ACTION ITEM –
Scan the material and copy out each line where the word "else" occurs.

PROVIDED RECORDS –
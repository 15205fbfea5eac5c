//! Locating PGN inputs and reading them into memory.

use std::fs::File;
use std::io::{self, Read};
use std::path::{Path, PathBuf};

use thiserror::Error;
use zstd::stream::read::Decoder as ZstdDecoder;

use crate::log;

type PgnInput = Box<dyn Read + Send>;

#[derive(Debug, Error)]
pub enum InputError {
    #[error("invalid glob pattern '{pattern}': {source}")]
    Pattern {
        pattern: String,
        source: glob::PatternError,
    },
    #[error("failed to open file '{}': {source}", path.display())]
    Open { path: PathBuf, source: io::Error },
    #[error("failed to initialize zstd decoder for '{}': {source}", path.display())]
    Decoder { path: PathBuf, source: io::Error },
    #[error("failed to read '{}': {source}", path.display())]
    Read { path: PathBuf, source: io::Error },
}

#[derive(Debug, Clone, Copy, PartialEq, Eq)]
pub enum CompressionMode {
    Plain,
    Zstd,
}

impl CompressionMode {
    /// Chosen from the file extension: `.zst` is zstd, anything else is plain.
    pub fn for_path(path: &Path) -> Self {
        match path.extension().and_then(|ext| ext.to_str()) {
            Some(ext) if ext.eq_ignore_ascii_case("zst") => Self::Zstd,
            _ => Self::Plain,
        }
    }
}

fn is_glob_pattern(pattern: &str) -> bool {
    pattern.contains(['*', '?', '['])
}

/// Expands each argument into paths. Arguments with glob metacharacters are
/// matched against the filesystem in sorted order; others are taken as-is.
pub fn expand_inputs<S: AsRef<str>>(patterns: &[S]) -> Result<Vec<PathBuf>, InputError> {
    let mut paths = Vec::new();
    for pattern in patterns {
        let pattern = pattern.as_ref();
        if !is_glob_pattern(pattern) {
            paths.push(PathBuf::from(pattern));
            continue;
        }

        let matches: Vec<PathBuf> = glob::glob(pattern)
            .map_err(|source| InputError::Pattern {
                pattern: pattern.to_string(),
                source,
            })?
            .filter_map(|entry| entry.ok())
            .filter(|path| path.is_file())
            .collect();
        if matches.is_empty() {
            log::warn(format!("pattern '{pattern}' matched no files"));
        }
        paths.extend(matches);
    }
    Ok(paths)
}

fn open_input_stream(path: &Path, compression: CompressionMode) -> Result<PgnInput, InputError> {
    let file = File::open(path).map_err(|source| InputError::Open {
        path: path.to_path_buf(),
        source,
    })?;

    match compression {
        CompressionMode::Plain => Ok(Box::new(file)),
        CompressionMode::Zstd => ZstdDecoder::new(file)
            .map(|decoder| Box::new(decoder) as PgnInput)
            .map_err(|source| InputError::Decoder {
                path: path.to_path_buf(),
                source,
            }),
    }
}

/// Reads a whole PGN file, decompressing `.zst` inputs.
pub fn read_pgn(path: &Path) -> Result<String, InputError> {
    let mut input = open_input_stream(path, CompressionMode::for_path(path))?;
    let mut text = String::new();
    input
        .read_to_string(&mut text)
        .map_err(|source| InputError::Read {
            path: path.to_path_buf(),
            source,
        })?;
    log::debug(format!("read {} bytes from {}", text.len(), path.display()));
    Ok(text)
}

/// Short name for an input, used for its output sub-directory:
/// `games/study.pgn.zst` becomes `study`.
pub fn input_label(path: &Path) -> String {
    let mut name = path
        .file_name()
        .map(|name| name.to_string_lossy().into_owned())
        .unwrap_or_default();
    for ext in [".zst", ".pgn"] {
        if name.len() > ext.len() && name.to_ascii_lowercase().ends_with(ext) {
            name.truncate(name.len() - ext.len());
        }
    }
    if name.is_empty() { "input".to_string() } else { name }
}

YOUR RESPONSE –
    /// Chosen from the file extension: `.zst` is zstd, anything else is plain.
    if name.is_empty() { "input".to_string() } else { name }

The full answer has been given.